//! # rgbkit-core
//!
//! Core types for rgbkit image processing.
//!
//! This crate provides the foundational types used throughout the rgbkit workspace:
//!
//! - [`PixelBuffer`] - Immutable planar RGB image with 8-bit samples
//! - [`Channel`] - Red/green/blue plane selector
//! - [`Error`] - Buffer construction errors
//!
//! ## Design Philosophy
//!
//! A [`PixelBuffer`] is never mutated after construction. Every transform builds a
//! new buffer, so an image stored under a name can be shared freely while other
//! operations read from it:
//!
//! ```rust
//! use rgbkit_core::{Channel, PixelBuffer};
//!
//! let grey = PixelBuffer::filled(4, 4, [128, 128, 128]).unwrap();
//! let copy = grey.clone(); // shares the planes, no pixel copy
//! assert_eq!(copy.plane(Channel::Red), grey.plane(Channel::Red));
//! ```
//!
//! ## Crate Structure
//!
//! This crate has no internal dependencies. All other rgbkit crates depend on it:
//!
//! ```text
//! rgbkit-core (this crate)
//!    ^
//!    |
//!    +-- rgbkit-ops (transform engines, catalog)
//!    +-- rgbkit-io  (PPM / PNG / JPEG codecs)
//!    +-- rgbkit-cli (command interpreter)
//! ```

#![warn(missing_docs)]
#![warn(rustdoc::missing_crate_level_docs)]

pub mod buffer;
pub mod channel;
pub mod error;

pub use buffer::PixelBuffer;
pub use channel::{clamp_sample, Channel, MAX_SAMPLE};
pub use error::{Error, Result};

/// Prelude module for convenient imports.
///
/// # Usage
///
/// ```
/// use rgbkit_core::prelude::*;
/// ```
pub mod prelude {
    pub use crate::buffer::PixelBuffer;
    pub use crate::channel::{clamp_sample, Channel, MAX_SAMPLE};
    pub use crate::error::{Error, Result};
}
//! JPEG format support.
//!
//! Reads baseline and progressive JPEGs in RGB, greyscale (8 and 16 bit) and
//! CMYK, converting everything to 8-bit RGB. Writes RGB at a configurable
//! quality.
//!
//! # Example
//!
//! ```rust,ignore
//! use rgbkit_io::jpeg::{JpegWriter, JpegWriterOptions};
//!
//! let writer = JpegWriter::with_options(JpegWriterOptions { quality: 95 });
//! writer.write("out.jpg", &image)?;
//! ```

use crate::{IoError, IoResult};
use rgbkit_core::PixelBuffer;
use std::fs;
use std::io::BufReader;
use std::path::Path;
use tracing::trace;

/// Default encoder quality.
pub const DEFAULT_QUALITY: u8 = 90;

/// Decodes a JPEG stream to RGB.
pub fn decode(bytes: &[u8]) -> IoResult<PixelBuffer> {
    let mut decoder = jpeg_decoder::Decoder::new(BufReader::new(bytes));
    let pixels = decoder
        .decode()
        .map_err(|e| IoError::DecodeError(e.to_string()))?;
    let info = decoder
        .info()
        .ok_or_else(|| IoError::DecodeError("missing JPEG info".into()))?;

    let width = info.width as u32;
    let height = info.height as u32;
    trace!(width, height, format = ?info.pixel_format, "jpeg decode");

    let rgb: Vec<u8> = match info.pixel_format {
        jpeg_decoder::PixelFormat::RGB24 => pixels,
        jpeg_decoder::PixelFormat::L8 => pixels.iter().flat_map(|&g| [g, g, g]).collect(),
        jpeg_decoder::PixelFormat::L16 => pixels
            .chunks_exact(2)
            // High byte
            .flat_map(|l16| [l16[0], l16[0], l16[0]])
            .collect(),
        jpeg_decoder::PixelFormat::CMYK32 => pixels
            .chunks_exact(4)
            .flat_map(|cmyk| {
                let c = cmyk[0] as f32 / 255.0;
                let m = cmyk[1] as f32 / 255.0;
                let y = cmyk[2] as f32 / 255.0;
                let k = cmyk[3] as f32 / 255.0;
                [
                    ((1.0 - c) * (1.0 - k) * 255.0) as u8,
                    ((1.0 - m) * (1.0 - k) * 255.0) as u8,
                    ((1.0 - y) * (1.0 - k) * 255.0) as u8,
                ]
            })
            .collect(),
    };

    Ok(PixelBuffer::from_interleaved(width, height, &rgb)?)
}

/// JPEG writer options.
#[derive(Debug, Clone, Copy, PartialEq, Eq)]
pub struct JpegWriterOptions {
    /// Quality level 1-100. Higher = better quality, larger files.
    pub quality: u8,
}

impl Default for JpegWriterOptions {
    fn default() -> Self {
        Self {
            quality: DEFAULT_QUALITY,
        }
    }
}

/// JPEG encoder.
#[derive(Debug, Clone, Default)]
pub struct JpegWriter {
    options: JpegWriterOptions,
}

impl JpegWriter {
    /// Creates a new writer with default options (quality 90).
    pub fn new() -> Self {
        Self::default()
    }

    /// Creates a writer with explicit options.
    pub fn with_options(options: JpegWriterOptions) -> Self {
        Self { options }
    }

    /// Encodes to an in-memory JPEG.
    ///
    /// # Errors
    ///
    /// JPEG dimensions are limited to 65535 per side.
    pub fn encode(&self, image: &PixelBuffer) -> IoResult<Vec<u8>> {
        use jpeg_encoder::{ColorType, Encoder};

        let (w, h) = image.dimensions();
        let (Ok(w16), Ok(h16)) = (u16::try_from(w), u16::try_from(h)) else {
            return Err(IoError::EncodeError(format!(
                "image too large for JPEG: {w}x{h}"
            )));
        };
        let quality = self.options.quality.clamp(1, 100);

        let mut buffer = Vec::new();
        let encoder = Encoder::new(&mut buffer, quality);
        encoder
            .encode(&image.to_interleaved(), w16, h16, ColorType::Rgb)
            .map_err(|e: jpeg_encoder::EncodingError| IoError::EncodeError(e.to_string()))?;
        Ok(buffer)
    }

    /// Encodes and writes a JPEG file.
    pub fn write<P: AsRef<Path>>(&self, path: P, image: &PixelBuffer) -> IoResult<()> {
        fs::write(path, self.encode(image)?)?;
        Ok(())
    }
}

/// Reads a JPEG file.
pub fn read<P: AsRef<Path>>(path: P) -> IoResult<PixelBuffer> {
    decode(&fs::read(path)?)
}

/// Writes a JPEG file with default options (quality 90).
pub fn write<P: AsRef<Path>>(path: P, image: &PixelBuffer) -> IoResult<()> {
    JpegWriter::new().write(path, image)
}
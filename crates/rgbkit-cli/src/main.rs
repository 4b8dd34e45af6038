//! rgbkit - named-image processing from scripts, the command line or a shell

use anyhow::{Context, Result};
use clap::{Args, Parser, Subcommand};
use rgbkit_io::WriteOptions;
use std::path::{Path, PathBuf};
use tracing_appender::non_blocking::WorkerGuard;
use tracing_subscriber::EnvFilter;
use tracing_subscriber::fmt::writer::MakeWriterExt;

mod commands;

use commands::Settings;

#[derive(Parser)]
#[command(name = "rgbkit")]
#[command(author, version, about = "Named RGB image processing")]
#[command(long_about = "
Loads images under names, transforms them and saves the results.
Every command works on the same in-memory catalog for the lifetime of the process.

Examples:
  rgbkit run script.txt                       # Run a script
  rgbkit run 'scripts/*.txt' --keep-going     # Run many, report failures and continue
  rgbkit exec 'load in.png img' 'blur img soft' 'save out.ppm soft'
  rgbkit shell                                # Interactive mode

Script commands:
  load <path> <name>                save <path> <name>
  red|green|blue-component <src> [mask] <dst>
  value|intensity|luma-component <src> [mask] <dst>
  flip <horizontal|vertical> <src> <dst>
  brighten <amount> <src> <dst>
  blur|sharpen|sepia <src> [mask] <dst>
  greyscale [component] <src> [mask] <dst>
  rgb-split <src> <r> <g> <b>       rgb-combine <dst> <r> <g> <b>
  histogram <src> <dst>             color-correct <src> <dst>
  levels-adjust <black> <mid> <white> <src> <dst>
  split <op> <src> <dst> <percent> [black mid white]
  compress <percent> <src> <dst>
  downscale <width> <height> <src> <dst>
  run <script>
")]
struct Cli {
    #[command(subcommand)]
    command: Commands,

    /// Verbose output (-v info, -vv debug, -vvv trace)
    #[arg(short, long, global = true, action = clap::ArgAction::Count)]
    verbose: u8,

    /// Also write logs to this file
    #[arg(long, global = true)]
    log_file: Option<PathBuf>,

    /// Report failed commands and continue with the next one
    #[arg(short = 'k', long, global = true)]
    keep_going: bool,

    /// JPEG quality used by `save`
    #[arg(long, global = true, default_value_t = 90, value_parser = clap::value_parser!(u8).range(1..=100))]
    jpeg_quality: u8,
}

#[derive(Subcommand)]
enum Commands {
    /// Run script files (glob patterns accepted)
    #[command(visible_alias = "r")]
    Run(RunArgs),

    /// Execute commands given as arguments
    #[command(visible_alias = "x")]
    Exec(ExecArgs),

    /// Read commands interactively from stdin
    Shell,
}

#[derive(Args)]
struct RunArgs {
    /// Script file(s)
    #[arg(required = true)]
    scripts: Vec<String>,
}

#[derive(Args)]
struct ExecArgs {
    /// Commands, one per argument (quote each)
    #[arg(required = true)]
    commands: Vec<String>,
}

/// Installs the global subscriber.
///
/// `RUST_LOG` wins over `-v`. With a log file, records go to stderr and the
/// file; the returned guard flushes the file on drop.
fn init_logging(verbose: u8, log_file: Option<&Path>) -> Result<Option<WorkerGuard>> {
    let default = match verbose {
        0 => "warn",
        1 => "info",
        2 => "debug",
        _ => "trace",
    };
    let filter = EnvFilter::try_from_default_env().unwrap_or_else(|_| EnvFilter::new(default));

    match log_file {
        Some(path) => {
            let file = std::fs::OpenOptions::new()
                .create(true)
                .append(true)
                .open(path)
                .with_context(|| format!("failed to open log file: {}", path.display()))?;
            let (writer, guard) = tracing_appender::non_blocking(file);
            tracing_subscriber::fmt()
                .with_env_filter(filter)
                .with_writer(std::io::stderr.and(writer))
                .with_ansi(false)
                .init();
            Ok(Some(guard))
        }
        None => {
            tracing_subscriber::fmt()
                .with_env_filter(filter)
                .with_writer(std::io::stderr)
                .init();
            Ok(None)
        }
    }
}

fn main() -> Result<()> {
    let cli = Cli::parse();
    let _guard = init_logging(cli.verbose, cli.log_file.as_deref())?;

    let settings = Settings {
        keep_going: cli.keep_going,
        write_options: WriteOptions {
            jpeg_quality: cli.jpeg_quality,
        },
    };

    match cli.command {
        Commands::Run(args) => commands::run::run(args, &settings),
        Commands::Exec(args) => commands::run::exec(args, &settings),
        Commands::Shell => commands::shell::run(&settings),
    }
}

#[cfg(test)]
mod tests {
    use super::*;
    use clap::CommandFactory;

    #[test]
    fn test_cli_definition() {
        Cli::command().debug_assert();
    }

    #[test]
    fn test_global_flags() {
        let cli = Cli::try_parse_from(["rgbkit", "-vv", "run", "a.txt", "b.txt", "--keep-going"]).unwrap();
        assert_eq!(cli.verbose, 2);
        assert!(cli.keep_going);
        assert_eq!(cli.jpeg_quality, 90);
        match cli.command {
            Commands::Run(args) => assert_eq!(args.scripts, vec!["a.txt", "b.txt"]),
            _ => panic!("expected run"),
        }
    }

    #[test]
    fn test_jpeg_quality_range() {
        assert!(Cli::try_parse_from(["rgbkit", "--jpeg-quality", "0", "shell"]).is_err());
        let cli = Cli::try_parse_from(["rgbkit", "--jpeg-quality", "75", "shell"]).unwrap();
        assert_eq!(cli.jpeg_quality, 75);
    }

    #[test]
    fn test_exec_requires_commands() {
        assert!(Cli::try_parse_from(["rgbkit", "exec"]).is_err());
    }
}
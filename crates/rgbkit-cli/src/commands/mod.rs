//! CLI command implementations

pub mod parse;
pub mod run;
pub mod session;
pub mod shell;

use rgbkit_io::WriteOptions;
use session::Session;
use std::io::Write;

/// Settings shared by every subcommand.
#[derive(Debug, Clone, Copy)]
pub struct Settings {
    /// Report failed commands and continue instead of stopping.
    pub keep_going: bool,
    /// Encoder options used by `save`.
    pub write_options: WriteOptions,
}

impl Settings {
    /// Starts a session writing to `out`.
    pub fn session<W: Write>(&self, out: W) -> Session<W> {
        Session::new(out, self.write_options, self.keep_going)
    }
}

Required work
State the number of lines in the data that include the string "width", and add nothing else.

Solution for this exercise
4